Next my most recent litter, the babies were born on day 24 about midday and there was 6 of them. Mum was a nice long good sized doe (the best of the litter above) and dad was a similar long good sized buck, both breeder rats. Mum was about 11 months when we bred from her, in the prime of her life and perfect health (dad was older but still wonderfully fit and young looking) and didn’t get much extras food wise. The babies were chunky with some pigment already on them (well on the dark ones, I had 2 topazs in the litter) and grew at a nice rate. Their eyes started opening about day 11-12, they hit their adult coat about 5 weeks old. They couldn’t have tonnes of food but were never as chubby and fat as their aunties got. 

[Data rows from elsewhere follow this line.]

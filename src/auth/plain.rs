//! SASL PLAIN token exchange
//!
//! The PLAIN handshake is one token from client to broker and one (normally
//! empty) token back, each wrapped in the same 4-byte length-prefixed framing
//! as application traffic. The client token is
//! `authzid NUL authcid NUL passwd` per RFC 4616 with an empty authorization
//! identity.

use super::{AuthStatus, Authenticator};
use crate::connection::Transport;
use crate::protocol::try_decode_frame;
use crate::{Error, Result};
use bytes::{BufMut, BytesMut};
use std::io;
use tracing::{debug, trace};

enum Phase {
    SendingToken,
    AwaitingToken,
}

/// SASL PLAIN authenticator.
///
/// Resumable: a partially written client token and partially read server
/// token survive across steps.
pub struct PlainAuthenticator {
    phase: Phase,
    outbound: BytesMut,
    inbound: BytesMut,
}

impl PlainAuthenticator {
    /// Build the handshake for the given credentials
    pub fn new(username: &str, password: &str) -> Self {
        let token_len = username.len() + password.len() + 2;
        let mut outbound = BytesMut::with_capacity(4 + token_len);
        outbound.put_i32(token_len as i32);
        outbound.put_u8(0); // empty authorization identity
        outbound.put_slice(username.as_bytes());
        outbound.put_u8(0);
        outbound.put_slice(password.as_bytes());

        Self {
            phase: Phase::SendingToken,
            outbound,
            inbound: BytesMut::with_capacity(64),
        }
    }
}

impl Authenticator for PlainAuthenticator {
    fn mechanism(&self) -> &'static str {
        "PLAIN"
    }

    fn step(&mut self, transport: &mut dyn Transport) -> Result<AuthStatus> {
        let mut made_progress = false;

        if matches!(self.phase, Phase::SendingToken) {
            while !self.outbound.is_empty() {
                match transport.send(&self.outbound) {
                    Ok(0) => break,
                    Ok(n) => {
                        trace!(bytes = n, "sent partial client token");
                        let _ = self.outbound.split_to(n);
                        made_progress = true;
                    }
                    Err(e) if e.kind() == io::ErrorKind::WouldBlock => break,
                    Err(e) if e.kind() == io::ErrorKind::Interrupted => continue,
                    Err(e) => {
                        return Err(Error::Authentication(format!(
                            "i/o error sending PLAIN token: {e}"
                        )))
                    }
                }
            }
            if !self.outbound.is_empty() {
                return Ok(AuthStatus::InProgress { made_progress });
            }
            self.phase = Phase::AwaitingToken;
        }

        let mut chunk = [0u8; 512];
        loop {
            match transport.recv(&mut chunk) {
                Ok(0) => {
                    return Err(Error::Authentication(
                        "peer closed during PLAIN handshake".into(),
                    ))
                }
                Ok(n) => {
                    self.inbound.extend_from_slice(&chunk[..n]);
                    made_progress = true;
                }
                Err(e) if e.kind() == io::ErrorKind::WouldBlock => break,
                Err(e) if e.kind() == io::ErrorKind::Interrupted => continue,
                Err(e) => {
                    return Err(Error::Authentication(format!(
                        "i/o error reading PLAIN token: {e}"
                    )))
                }
            }

            if let Some(token) = try_decode_frame(&mut self.inbound)? {
                debug!(token_len = token.len(), "PLAIN handshake complete");
                return Ok(AuthStatus::Complete);
            }
        }

        Ok(AuthStatus::InProgress { made_progress })
    }
}

#[cfg(test)]
mod tests {
    use super::*;
    use crate::connection::ConnectPoll;
    use std::collections::VecDeque;

    /// Scripted transport: send results and recv payloads are consumed in
    /// order; exhausted queues behave as a socket that would block.
    #[derive(Default)]
    struct ScriptedTransport {
        send_results: VecDeque<io::Result<usize>>,
        recv_payloads: VecDeque<io::Result<Vec<u8>>>,
        sent: Vec<u8>,
    }

    impl Transport for ScriptedTransport {
        fn poll_connect(&mut self) -> io::Result<ConnectPoll> {
            Ok(ConnectPoll::Connected)
        }

        fn send(&mut self, buf: &[u8]) -> io::Result<usize> {
            match self.send_results.pop_front() {
                Some(Ok(n)) => {
                    let n = n.min(buf.len());
                    self.sent.extend_from_slice(&buf[..n]);
                    Ok(n)
                }
                Some(Err(e)) => Err(e),
                None => Err(io::Error::from(io::ErrorKind::WouldBlock)),
            }
        }

        fn recv(&mut self, buf: &mut [u8]) -> io::Result<usize> {
            match self.recv_payloads.pop_front() {
                Some(Ok(data)) => {
                    buf[..data.len()].copy_from_slice(&data);
                    Ok(data.len())
                }
                Some(Err(e)) => Err(e),
                None => Err(io::Error::from(io::ErrorKind::WouldBlock)),
            }
        }

        fn shutdown(&mut self) {}
    }

    fn empty_server_token() -> Vec<u8> {
        vec![0, 0, 0, 0]
    }

    #[test]
    fn test_token_layout() {
        let auth = PlainAuthenticator::new("user", "secret");
        // 4-byte length prefix, then NUL user NUL secret
        assert_eq!(auth.outbound[..4], [0, 0, 0, 11]);
        assert_eq!(&auth.outbound[4..], b"\0user\0secret");
    }

    #[test]
    fn test_handshake_completes_in_one_step() {
        let mut transport = ScriptedTransport::default();
        transport.send_results.push_back(Ok(usize::MAX));
        transport.recv_payloads.push_back(Ok(empty_server_token()));

        let mut auth = PlainAuthenticator::new("user", "secret");
        let status = auth.step(&mut transport).unwrap();
        assert_eq!(status, AuthStatus::Complete);
        assert_eq!(&transport.sent[4..], b"\0user\0secret");
    }

    #[test]
    fn test_partial_writes_resume_across_steps() {
        let mut transport = ScriptedTransport::default();
        transport.send_results.push_back(Ok(3));

        let mut auth = PlainAuthenticator::new("user", "secret");
        let status = auth.step(&mut transport).unwrap();
        assert_eq!(status, AuthStatus::InProgress { made_progress: true });

        // Nothing moves on a stalled socket
        let status = auth.step(&mut transport).unwrap();
        assert_eq!(status, AuthStatus::InProgress { made_progress: false });

        // Remainder drains, then the server token arrives split in two
        transport.send_results.push_back(Ok(usize::MAX));
        transport.recv_payloads.push_back(Ok(vec![0, 0]));
        let status = auth.step(&mut transport).unwrap();
        assert_eq!(status, AuthStatus::InProgress { made_progress: true });

        transport.recv_payloads.push_back(Ok(vec![0, 0]));
        let status = auth.step(&mut transport).unwrap();
        assert_eq!(status, AuthStatus::Complete);
        assert_eq!(&transport.sent[4..], b"\0user\0secret");
    }

    #[test]
    fn test_peer_close_fails_handshake() {
        let mut transport = ScriptedTransport::default();
        transport.send_results.push_back(Ok(usize::MAX));
        transport.recv_payloads.push_back(Ok(Vec::new()));

        let mut auth = PlainAuthenticator::new("user", "secret");
        let err = auth.step(&mut transport).unwrap_err();
        assert!(matches!(err, Error::Authentication(_)));
    }

    #[test]
    fn test_send_error_fails_handshake() {
        let mut transport = ScriptedTransport::default();
        transport
            .send_results
            .push_back(Err(io::Error::from(io::ErrorKind::BrokenPipe)));

        let mut auth = PlainAuthenticator::new("user", "secret");
        assert!(auth.step(&mut transport).is_err());
    }
}
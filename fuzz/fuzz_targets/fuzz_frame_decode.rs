#![no_main]

use bytes::BytesMut;
use kafka_conn::protocol::{decode_response, try_decode_frame};
use libfuzzer_sys::fuzz_target;

fuzz_target!(|data: &[u8]| {
    let mut buf = BytesMut::from(data);
    // Drain every complete frame; errors and incomplete tails are fine, the
    // decoder must just never panic or over-allocate
    while let Ok(Some(frame)) = try_decode_frame(&mut buf) {
        let _ = decode_response(frame);
    }
});
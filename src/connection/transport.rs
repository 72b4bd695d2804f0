//! Non-blocking socket transport
//!
//! The connection drives all I/O through the [`Transport`] trait so tests can
//! substitute scripted transports and embedders can wrap the stream in TLS.
//! The default implementation is a `mio` TCP stream: `mio` issues the
//! non-blocking connect and the connection polls it to completion.

use std::io::{self, Read, Write};
use std::net::{Shutdown, SocketAddr};

use mio::net::TcpStream;
use tracing::trace;

/// Outcome of polling an in-progress connect
#[derive(Debug, Clone, Copy, PartialEq, Eq)]
pub enum ConnectPoll {
    /// The socket is connected and writable
    Connected,
    /// The handshake has not completed yet; poll again later
    Pending,
}

/// A non-blocking byte transport to a single broker.
///
/// `send` and `recv` surface `WouldBlock` instead of blocking; `recv`
/// returning `Ok(0)` means the peer closed the connection.
pub trait Transport: Send {
    /// Poll an in-progress connect for completion
    fn poll_connect(&mut self) -> io::Result<ConnectPoll>;

    /// Write as many bytes as the socket accepts
    fn send(&mut self, buf: &[u8]) -> io::Result<usize>;

    /// Read available bytes into `buf`
    fn recv(&mut self, buf: &mut [u8]) -> io::Result<usize>;

    /// Best-effort shutdown of both directions
    fn shutdown(&mut self);
}

/// Opens a [`Transport`] to a resolved socket address.
///
/// The default dialer opens plain TCP; a TLS integration supplies its own
/// dialer wrapping the stream.
pub trait Dialer: Send {
    /// Start a non-blocking connect to `addr`
    fn dial(&self, addr: SocketAddr) -> io::Result<Box<dyn Transport>>;
}

/// Plain TCP transport over a `mio` non-blocking stream
pub struct TcpTransport {
    stream: TcpStream,
    connected: bool,
}

impl TcpTransport {
    /// Begin a non-blocking connect to `addr`
    pub fn connect(addr: SocketAddr) -> io::Result<Self> {
        let stream = TcpStream::connect(addr)?;
        Ok(Self {
            stream,
            connected: false,
        })
    }
}

impl Transport for TcpTransport {
    fn poll_connect(&mut self) -> io::Result<ConnectPoll> {
        if self.connected {
            return Ok(ConnectPoll::Connected);
        }

        // A failed connect is reported through SO_ERROR
        if let Some(e) = self.stream.take_error()? {
            return Err(e);
        }

        match self.stream.peer_addr() {
            Ok(peer) => {
                trace!(%peer, "tcp connect completed");
                self.connected = true;
                Ok(ConnectPoll::Connected)
            }
            Err(e)
                if e.kind() == io::ErrorKind::NotConnected
                    || e.raw_os_error() == Some(libc::EINPROGRESS) =>
            {
                Ok(ConnectPoll::Pending)
            }
            Err(e) => Err(e),
        }
    }

    fn send(&mut self, buf: &[u8]) -> io::Result<usize> {
        self.stream.write(buf)
    }

    fn recv(&mut self, buf: &mut [u8]) -> io::Result<usize> {
        self.stream.read(buf)
    }

    fn shutdown(&mut self) {
        let _ = self.stream.shutdown(Shutdown::Both);
    }
}

/// Default dialer producing [`TcpTransport`]s
#[derive(Debug, Default, Clone, Copy)]
pub struct TcpDialer;

impl Dialer for TcpDialer {
    fn dial(&self, addr: SocketAddr) -> io::Result<Box<dyn Transport>> {
        Ok(Box::new(TcpTransport::connect(addr)?))
    }
}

At the same time as the litter above (well a week later) another of the team’s does had babies, she was about a month younger but not much in it and went to the same dad. She had 14 babies in her litter born on day 22, 2 days earlier than my litter. It showed, the babies had no pigment on them for a couple of days and were always a bit behind my litter both in terms of growth rate and weight. I have a boy from each of these litters with me now and the boy from this litter is now my biggest boy, he overtook the lad from my litter at around 8 months old.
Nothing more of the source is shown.